FRANKLIN ALMEYDA RANCIER

Si por defectos procesales el juez Alejandro Vargas hubiera declarado la inadmisibilidad de un sometimiento a un funcionario o ex funcionario, imputado de corrupción ¿cómo hubiera reaccionado la opinión pública?.

Obvio, los que favorecen la politización de la corrupción, dirían que el juez se vendió y que los tribunales están a disposición de los corruptos. Pero el juez hizo lo invertido, declaró inadmisible la homologación del acuerdo Estado-Odebrecht por irregularidad procesal.

Cuando un expediente de apoderamiento judicial no cumple con los procedimientos constitucionales y de leyes, es una violacion al debido proceso porque afecta los derechos de una de las partes, o termina denegando justicia por incapacidad o torpeza respecto al uso procesal.

Se sabe que la forma guarda al fondo. Si tiene plumas, alas y dos patas, es una ave, no un asno o un caballo. La justicia tiene sus propias características y la primera es llenar las formalidades establecidas jurídicamente. Un mal apoderamiento puede dar lugar a una incompetencia y se puede reintroducir, pero la inadmisibilidad, o un no ha lugar, puede liquidar el caso sin derecho a reintroducirlo.

Cuando el juez Alejandro Moscoso Segarra, responsable de un proceso de instrucción en la Suprema Corte de Justicia, declaró un no ha lugar a un procedimiento defectuoso llevado por la misma Procuraduría General contra Félix Bautista, se dijeron muchísimas cosas contra ese juez, pero no se señaló la incapacidad en el sometimiento.

Ahora, a propósito del expediente de homologación de un acuerdo entre el Estado-Odebrecht, el Juez de Instruccion Alejandro Vargas declaró inadmisible el apoderamiento por irregularidad procesal, se celebra entre los de la sociedad civil invocando su seriedad; pero los abogados junto a la Procuraduría señalan al juez con descalificaciones.

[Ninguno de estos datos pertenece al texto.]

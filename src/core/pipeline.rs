//! # Pipeline Stages / 管道阶段
//!
//! File-to-file entry points for each stage, free of console output so they
//! can be driven from tests as well as from the CLI.
//!
//! 每个阶段的文件到文件入口点，不包含控制台输出，因此既可以从测试中调用，也可以从 CLI 调用。

use anyhow::Result;
use chrono::{DateTime, Local};
use std::path::Path;

use crate::core::history::{History, HistoryEntry};
use crate::core::merge::{MergeResult, merge_files};
use crate::core::models::TestRunReport;
use crate::core::summary::{Summary, compute_summary};
use crate::core::trend::{PerformanceTrends, TrendSet, compute_trends, performance_trends};
use crate::infra::fs::{read_json, read_json_opt, write_json_pretty};

/// Merges the candidates under `dir` and writes the result to `output` when
/// at least one shard was merged.
pub fn merge_stage(dir: &Path, candidates: &[String], output: &Path) -> Result<MergeResult> {
    let result = merge_files(dir, candidates);
    if let Some(report) = &result.report {
        write_json_pretty(output, report)?;
    }
    Ok(result)
}

/// Computes the summary of the report at `input` and writes it to `output`.
///
/// # Errors
/// `PipelineError::MissingInput` / `MalformedInput` for a bad `input`.
pub fn metrics_stage(input: &Path, output: &Path) -> Result<Summary> {
    let report: TestRunReport = read_json(input)?;
    let summary = compute_summary(&report);
    write_json_pretty(output, &summary)?;
    Ok(summary)
}

/// Options for recording a run into the history.
#[derive(Debug, Clone)]
pub struct TrendOptions<'a> {
    pub capacity: usize,
    pub window: usize,
    pub date_locale: &'a str,
    pub captured_at: DateTime<Local>,
}

/// Appends the summary at `summary_path` to the history at `history_path`
/// (created when absent) and returns the updated history with its trends.
///
/// 将 `summary_path` 处的摘要追加到 `history_path` 处的历史（不存在时创建），
/// 并返回更新后的历史及其趋势。
pub fn trend_stage(
    summary_path: &Path,
    history_path: &Path,
    options: &TrendOptions<'_>,
) -> Result<(History, Option<TrendSet>)> {
    let summary: Summary = read_json(summary_path)?;
    let stored: Vec<HistoryEntry> = read_json_opt(history_path)?.unwrap_or_default();

    let mut history = History::from_entries(stored, options.capacity);
    let entry = HistoryEntry::capture(summary, options.captured_at, options.date_locale);
    if let Some(evicted) = history.push(entry) {
        tracing::debug!(timestamp = %evicted.timestamp, "oldest history entry evicted");
    }
    write_json_pretty(history_path, &history)?;

    let trends = compute_trends(&history, options.window);
    Ok((history, trends))
}

/// Recomputes averages over every stored entry of `history_path` and writes
/// them to `output`. Returns `None` (and writes nothing) for an empty history.
pub fn export_stage(
    history_path: &Path,
    output: &Path,
    window: usize,
) -> Result<Option<(PerformanceTrends, usize)>> {
    let stored: Vec<HistoryEntry> = read_json(history_path)?;
    // Sized to the file so a hand-grown history is averaged in full.
    let capacity = stored.len();
    let history = History::from_entries(stored, capacity);
    let Some(trends) = performance_trends(&history, window) else {
        return Ok(None);
    };
    write_json_pretty(output, &trends)?;
    Ok(Some((trends, history.len())))
}
//! # Console Reporting Module / 控制台报告模块
//!
//! This module prints every stage's results to the console: per-file merge
//! progress, the merged and computed summaries, history updates and trend
//! analysis. Messages are localised and prefixed with a status marker.
//!
//! 此模块将每个阶段的结果打印到控制台：合并进度、合并与计算的摘要、
//! 历史更新和趋势分析。消息已本地化，并带有状态标记前缀。

use colored::*;
use std::path::Path;

use crate::core::history::History;
use crate::core::merge::{MergeResult, SourceOutcome};
use crate::core::models::RunStats;
use crate::core::snapshots::CleanupPlan;
use crate::core::summary::Summary;
use crate::core::trend::{Metric, PerformanceTrends, TrendIndicator, TrendSet};
use crate::core::units::Seconds;
use crate::infra::t;

const RULE_WIDTH: usize = 38;

fn rule() -> String {
    "━".repeat(RULE_WIDTH)
}

fn banner(title: &str) {
    println!("\n{}", rule());
    println!("{}", title.bold());
    println!("{}", rule());
}

/// Emoji shown next to a trend indicator.
pub fn trend_marker(indicator: TrendIndicator) -> &'static str {
    match indicator {
        TrendIndicator::Improving => "📈",
        TrendIndicator::Regressing => "📉",
        TrendIndicator::Stable => "➡️",
    }
}

/// Localised, coloured label for a trend indicator.
pub fn trend_label(indicator: TrendIndicator, locale: &str) -> ColoredString {
    let label = match indicator {
        TrendIndicator::Improving => t!("trend.improving", locale = locale),
        TrendIndicator::Regressing => t!("trend.regressing", locale = locale),
        TrendIndicator::Stable => t!("trend.stable", locale = locale),
    };
    match indicator {
        TrendIndicator::Improving => label.green(),
        TrendIndicator::Regressing => label.red(),
        TrendIndicator::Stable => label.normal(),
    }
}

fn metric_label(metric: Metric, locale: &str) -> String {
    match metric {
        Metric::Duration => t!("metric.duration", locale = locale).to_string(),
        Metric::PassRate => t!("metric.pass_rate", locale = locale).to_string(),
        Metric::FlakyRate => t!("metric.flaky_rate", locale = locale).to_string(),
    }
}

/// Prints what happened to each merge candidate.
/// 打印每个合并候选文件的处理结果。
pub fn print_merge_outcomes(result: &MergeResult, locale: &str) {
    println!("{}\n", t!("merge.start", locale = locale).bold());

    for outcome in &result.outcomes {
        match outcome {
            SourceOutcome::Missing { name } => {
                println!("{}", t!("merge.skipped_missing", locale = locale, file = name).yellow());
            }
            SourceOutcome::Malformed { name, error } => {
                eprintln!(
                    "{}",
                    t!("merge.malformed", locale = locale, file = name, error = error).red()
                );
            }
            SourceOutcome::Merged { name, counts } => {
                println!("{}", t!("merge.processing", locale = locale, file = name).green());
                println!("   - {}", t!("merge.suites", locale = locale, count = counts.suites));
                println!("   - {}", t!("label.passed_count", locale = locale, count = counts.expected));
                println!("   - {}", t!("label.failed_count", locale = locale, count = counts.unexpected));
                println!("   - {}", t!("label.flaky_count", locale = locale, count = counts.flaky));
                println!("   - {}\n", t!("label.skipped_count", locale = locale, count = counts.skipped));
            }
        }
    }
}

pub fn print_no_reports(locale: &str) {
    println!("{}", t!("merge.no_reports", locale = locale).yellow());
}

/// Prints the consolidated totals of a merged report.
/// 打印合并报告的汇总总数。
pub fn print_merged_summary(stats: &RunStats, output: &Path, locale: &str) {
    banner(&t!("merge.banner", locale = locale));
    println!("{:<14} {}", t!("label.total", locale = locale), stats.total.unwrap_or_default());
    println!("✅ {:<11} {}", t!("label.passed", locale = locale), stats.expected);
    println!("❌ {:<11} {}", t!("label.failed", locale = locale), stats.unexpected);
    println!("⚠️  {:<11} {}", t!("label.flaky", locale = locale), stats.flaky);
    println!("⏭️  {:<11} {}", t!("label.skipped", locale = locale), stats.skipped);
    println!(
        "📈 {:<11} {}%",
        t!("label.pass_rate", locale = locale),
        stats.pass_rate.as_deref().unwrap_or("0")
    );
    println!(
        "⏱️  {:<11} {:.2}s",
        t!("label.duration", locale = locale),
        stats.duration / 1000.0
    );
    println!("{}\n", rule());
    println!("{}\n", t!("merge.saved", locale = locale, path = output.display()).green());
}

/// Prints the metrics summary of one report.
/// 打印单个报告的指标摘要。
pub fn print_summary(summary: &Summary, output: &Path, locale: &str) {
    banner(&t!("metrics.banner", locale = locale));
    println!("{:<15} {}", t!("label.total", locale = locale), summary.total);
    println!(
        "✅ {:<12} {} ({})",
        t!("label.passed", locale = locale),
        summary.passed,
        summary.pass_rate
    );
    println!("❌ {:<12} {}", t!("label.failed", locale = locale), summary.failed);
    println!("⏭️  {:<12} {}", t!("label.skipped", locale = locale), summary.skipped);
    println!(
        "⚠️  {:<12} {} ({})",
        t!("label.flaky", locale = locale),
        summary.flaky,
        summary.flaky_rate
    );
    if summary.other() > 0 {
        println!("❔ {:<12} {}", t!("label.other", locale = locale), summary.other());
    }
    println!("⏱️  {:<12} {}", t!("label.duration", locale = locale), summary.duration);
    println!("{}\n", rule());
    println!("{}\n", t!("metrics.saved", locale = locale, path = output.display()).green());
}

/// Prints the state of the history after a new entry was recorded.
/// 在记录新条目后打印历史状态。
pub fn print_history_update(
    history: &History,
    trends: Option<&TrendSet>,
    output: &Path,
    locale: &str,
) {
    banner(&t!("trend.banner", locale = locale));
    println!("{}", t!("trend.entries", locale = locale, count = history.len()));
    if let Some(latest) = history.latest() {
        println!(
            "{}",
            t!("trend.latest", locale = locale, date = &latest.date, time = &latest.time)
        );
    }
    for metric in [Metric::PassRate, Metric::FlakyRate, Metric::Duration] {
        let value = match trends {
            Some(set) => {
                let indicator = set.get(metric);
                format!("{} {}", trend_marker(indicator), trend_label(indicator, locale))
            }
            None => format!(
                "{} {}",
                trend_marker(TrendIndicator::Stable),
                t!("trend.insufficient", locale = locale)
            ),
        };
        println!(
            "{}",
            t!("trend.metric_line", locale = locale, metric = metric_label(metric, locale), value = value)
        );
    }
    println!("{}\n", rule());
    println!("{}\n", t!("trend.saved", locale = locale, path = output.display()).green());
}

/// Prints the full-history averages and, when computed, the trend indicators.
/// 打印全部历史的平均值，以及（若已计算）趋势指标。
pub fn print_performance_trends(
    trends: &PerformanceTrends,
    data_points: usize,
    output: &Path,
    locale: &str,
) {
    banner(&t!("export.banner", locale = locale));
    println!("{}", t!("export.data_points", locale = locale, count = data_points));
    println!("\n{}", t!("export.averages", locale = locale));
    println!(
        "  ⏱️  {}: {}",
        metric_label(Metric::Duration, locale),
        Seconds::from_millis(trends.avg_duration)
    );
    println!(
        "  ✅ {}: {:.1}%",
        metric_label(Metric::PassRate, locale),
        trends.avg_pass_rate
    );
    println!(
        "  ⚠️  {}: {:.1}%",
        metric_label(Metric::FlakyRate, locale),
        trends.avg_flaky_rate
    );

    if trends.has_trend {
        println!("\n{}", t!("export.trends_header", locale = locale));
        for (marker, metric) in [("⏱️ ", Metric::Duration), ("✅", Metric::PassRate), ("⚠️ ", Metric::FlakyRate)] {
            let indicator = trends.trend.get(metric);
            println!(
                "  {} {}: {} {}",
                marker,
                metric_label(metric, locale),
                trend_marker(indicator),
                trend_label(indicator, locale)
            );
        }
    }
    println!("{}\n", rule());
    println!("{}\n", t!("export.saved", locale = locale, path = output.display()).green());
}

/// Prints the fatal "required input missing" message with a hint for the
/// stage that produces it.
/// 打印致命的“缺少必需输入”消息，并提示生成该输入的阶段。
pub fn print_missing_input(path: &Path, hint_key: &str, locale: &str) {
    let hint = match hint_key {
        "metrics" => t!("missing.results_hint", locale = locale),
        "trend" => t!("missing.summary_hint", locale = locale),
        "export" => t!("missing.history_hint", locale = locale),
        _ => t!("missing.generic_hint", locale = locale),
    };
    eprintln!(
        "{} {}",
        t!("missing.not_found", locale = locale, path = path.display()).red(),
        hint
    );
}

/// Prints each snapshot verdict and the cleanup totals. `removed` is `None`
/// for a dry run.
/// 打印每个快照的判定结果和清理总数。试运行时 `removed` 为 `None`。
pub fn print_snapshot_cleanup(plan: &CleanupPlan, root: &Path, removed: Option<usize>, locale: &str) {
    for scan in &plan.scans {
        let dir = scan.dir.strip_prefix(root).unwrap_or(&scan.dir);
        println!("\n{}", t!("snapshots.scanning", locale = locale, dir = dir.display()).bold());
        println!("   {}", t!("snapshots.found", locale = locale, count = scan.snapshots.len()));
        for verdict in &scan.snapshots {
            let file = verdict
                .path
                .file_name()
                .map(|n| n.to_string_lossy().into_owned())
                .unwrap_or_default();
            let line = match (verdict.referenced, removed.is_some()) {
                (true, _) => t!("snapshots.keeping", locale = locale, file = file).green(),
                (false, true) => t!("snapshots.removing", locale = locale, file = file).red(),
                (false, false) => t!("snapshots.would_remove", locale = locale, file = file).yellow(),
            };
            println!("   {}", line);
        }
    }

    let total = plan.total();
    let orphans = plan.orphan_count();
    banner(&t!("snapshots.banner", locale = locale));
    println!("{}", t!("snapshots.total", locale = locale, count = total));
    match removed {
        Some(count) => {
            println!("{}", t!("snapshots.removed", locale = locale, count = count));
            println!("{}", t!("snapshots.remaining", locale = locale, count = total - count));
        }
        None => println!("{}", t!("snapshots.orphans", locale = locale, count = orphans)),
    }
    println!("{}\n", rule());

    if orphans == 0 {
        println!("{}\n", t!("snapshots.clean", locale = locale).green());
    } else if let Some(count) = removed {
        println!("{}\n", t!("snapshots.cleaned", locale = locale, count = count).green());
    } else {
        println!("{}\n", t!("snapshots.dry_run_hint", locale = locale).yellow());
    }
}
//! # README Block Unit Tests / README 指标块单元测试

use suite_metrics::core::units::{Percent, Seconds};
use suite_metrics::reporting::readme::{
    BlockUpdate, MARKER_END, MARKER_START, render_metrics_block, upsert_metrics_block,
};
use suite_metrics::summary::Summary;

fn sample() -> Summary {
    Summary {
        total: 10,
        passed: 9,
        failed: 1,
        skipped: 0,
        flaky: 1,
        flaky_rate: Percent::new(10.0),
        pass_rate: Percent::new(90.0),
        duration: Seconds::new(12.3),
    }
}

#[test]
fn test_block_is_delimited_and_two_lines() {
    let block = render_metrics_block(&sample());

    assert!(block.starts_with(MARKER_START));
    assert!(block.ends_with(MARKER_END));
    assert_eq!(block.lines().count(), 4);
    assert!(block.contains("**Passed:** 9 (90.0%)"));
    assert!(block.contains("**Flaky:** 1 (10.0%)"));
    assert!(block.contains("**Duration:** 12.3s"));
}

#[test]
fn test_existing_block_is_replaced() {
    let doc = format!("# Project\n\n{MARKER_START}\nold\n{MARKER_END}\n\n## Usage\n");

    let (updated, change) = upsert_metrics_block(&doc, &render_metrics_block(&sample()));

    assert_eq!(change, BlockUpdate::Replaced);
    assert!(!updated.contains("old"));
    assert!(updated.starts_with("# Project\n\n"));
    assert!(updated.ends_with("\n\n## Usage\n"));
    assert_eq!(updated.matches(MARKER_START).count(), 1);
}

#[test]
fn test_missing_block_is_appended_under_heading() {
    let (updated, change) = upsert_metrics_block("# Project\n", &render_metrics_block(&sample()));

    assert_eq!(change, BlockUpdate::Appended);
    assert!(updated.contains("## 📈 Metrics\n<!-- METRICS:START -->"));
}

#[test]
fn test_replacing_twice_is_stable() {
    let block = render_metrics_block(&sample());
    let (once, _) = upsert_metrics_block("# Project\n", &block);
    let (twice, change) = upsert_metrics_block(&once, &block);

    assert_eq!(change, BlockUpdate::Replaced);
    assert_eq!(once, twice);
}
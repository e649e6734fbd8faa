//! # Commands Module / 命令模块
//!
//! One module per subcommand. Each `execute` resolves its paths from the
//! [`CommandContext`](crate::cli::CommandContext), runs the matching
//! pipeline stage and prints the result.
//!
//! 每个子命令一个模块。每个 `execute` 从上下文解析路径，运行对应的管道阶段并打印结果。

pub mod export;
pub mod init;
pub mod merge;
pub mod metrics;
pub mod readme;
pub mod snapshots;
pub mod trend;
pub mod visual;

use crate::core::PipelineError;
use crate::reporting::console::print_missing_input;

/// Prints the localised "not found" hint when `error` is a missing input,
/// then hands the error back for propagation.
pub(crate) fn explain_missing(error: anyhow::Error, hint_key: &str, locale: &str) -> anyhow::Error {
    if let Some(PipelineError::MissingInput { path }) = error.downcast_ref::<PipelineError>() {
        print_missing_input(path, hint_key, locale);
    }
    error
}
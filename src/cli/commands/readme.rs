//! # README Command Module / README 命令模块
//!
//! Implements `readme`: writes the latest summary into the metrics block of
//! the project README.
//!
//! 实现 `readme` 命令：将最新摘要写入项目 README 的指标块。

use anyhow::{Context, Result};
use colored::*;
use std::fs;

use crate::cli::CommandContext;
use crate::core::PipelineError;
use crate::core::config::SUMMARY_FILE;
use crate::core::summary::Summary;
use crate::infra::fs::{read_json_opt, write_atomic};
use crate::infra::t;
use crate::reporting::readme::{BlockUpdate, render_metrics_block, upsert_metrics_block};

pub fn execute(ctx: &CommandContext) -> Result<()> {
    let locale = ctx.locale.as_str();
    let summary_path = ctx.config.report_path(SUMMARY_FILE);

    let Some(summary) = read_json_opt::<Summary>(&summary_path)? else {
        println!("{}", t!("readme.skipped", locale = locale, path = summary_path.display()).yellow());
        return Ok(());
    };

    let readme_path = &ctx.config.readme_path;
    if !readme_path.is_file() {
        return Err(PipelineError::MissingInput { path: readme_path.clone() }.into());
    }
    let document = fs::read_to_string(readme_path)
        .with_context(|| format!("Failed to read {}", readme_path.display()))?;

    let (updated, change) = upsert_metrics_block(&document, &render_metrics_block(&summary));
    write_atomic(readme_path, updated.as_bytes())?;

    let message = match change {
        BlockUpdate::Replaced => t!("readme.updated", locale = locale, path = readme_path.display()),
        BlockUpdate::Appended => t!("readme.appended", locale = locale, path = readme_path.display()),
    };
    println!("{}", message.green());
    Ok(())
}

¿Pero donde ha estado definitivamente el origen de esos fallos comentados? Evidentemente en que los apoderamientos han sido defectuosos o, como dicen los abogados y la Constitución, violan el debido proceso. Anjá ¿Y quién no apoderó conforme a las normas jurídicas? Ciertamente, la Procuraduría General de la República.

Corresponde, en este punto, preguntarse ¿Por qué lo ha hecho mal? La respuesta se produce sin dificultad, porque politizar la corrupción y judicializar la política trae estas consecuencias. Que la sociedad toda requiera el fin de la corrupción y de la impunidad, solo se logra complacer si se respeta y se hace lo que establece la Constitución y las leyes.

Populismo penal y judicial es hacer las cosas para agradar. En cambio, hacer justicia es respetar el debido proceso, es someterse a la forma que norma la ley, para que al conocerse el fondo se comprueben los hechos y se haga justicia. La Ley es la que dice cómo hacer justicia y cómo sancionarla. De no llenarse esos requisitos los jueces no pueden decidir. Como impune es: Del lat. imp?nis adj. Que queda sin castigo, habría que determinar quién origina la impunidad.

Tiempos atrás bastaba con que la PN sometiera a alguien para ser condenado. Personas "de primera" o de "buena familia" o " personas importantes e influyentes", no eran enjuiciadas. Más que de impunidad, las condiciones eran de desigualdad.

Se ha creado un sistema jurídico constitucional que obliga al juez, al Ministerio Público y a las partes. Ninguno tiene que acogerse a otra cosa que no sea ese sistema.

El autor es miembro del CP del PLD, ex Ministro de Interior y ex Rector de la UASD.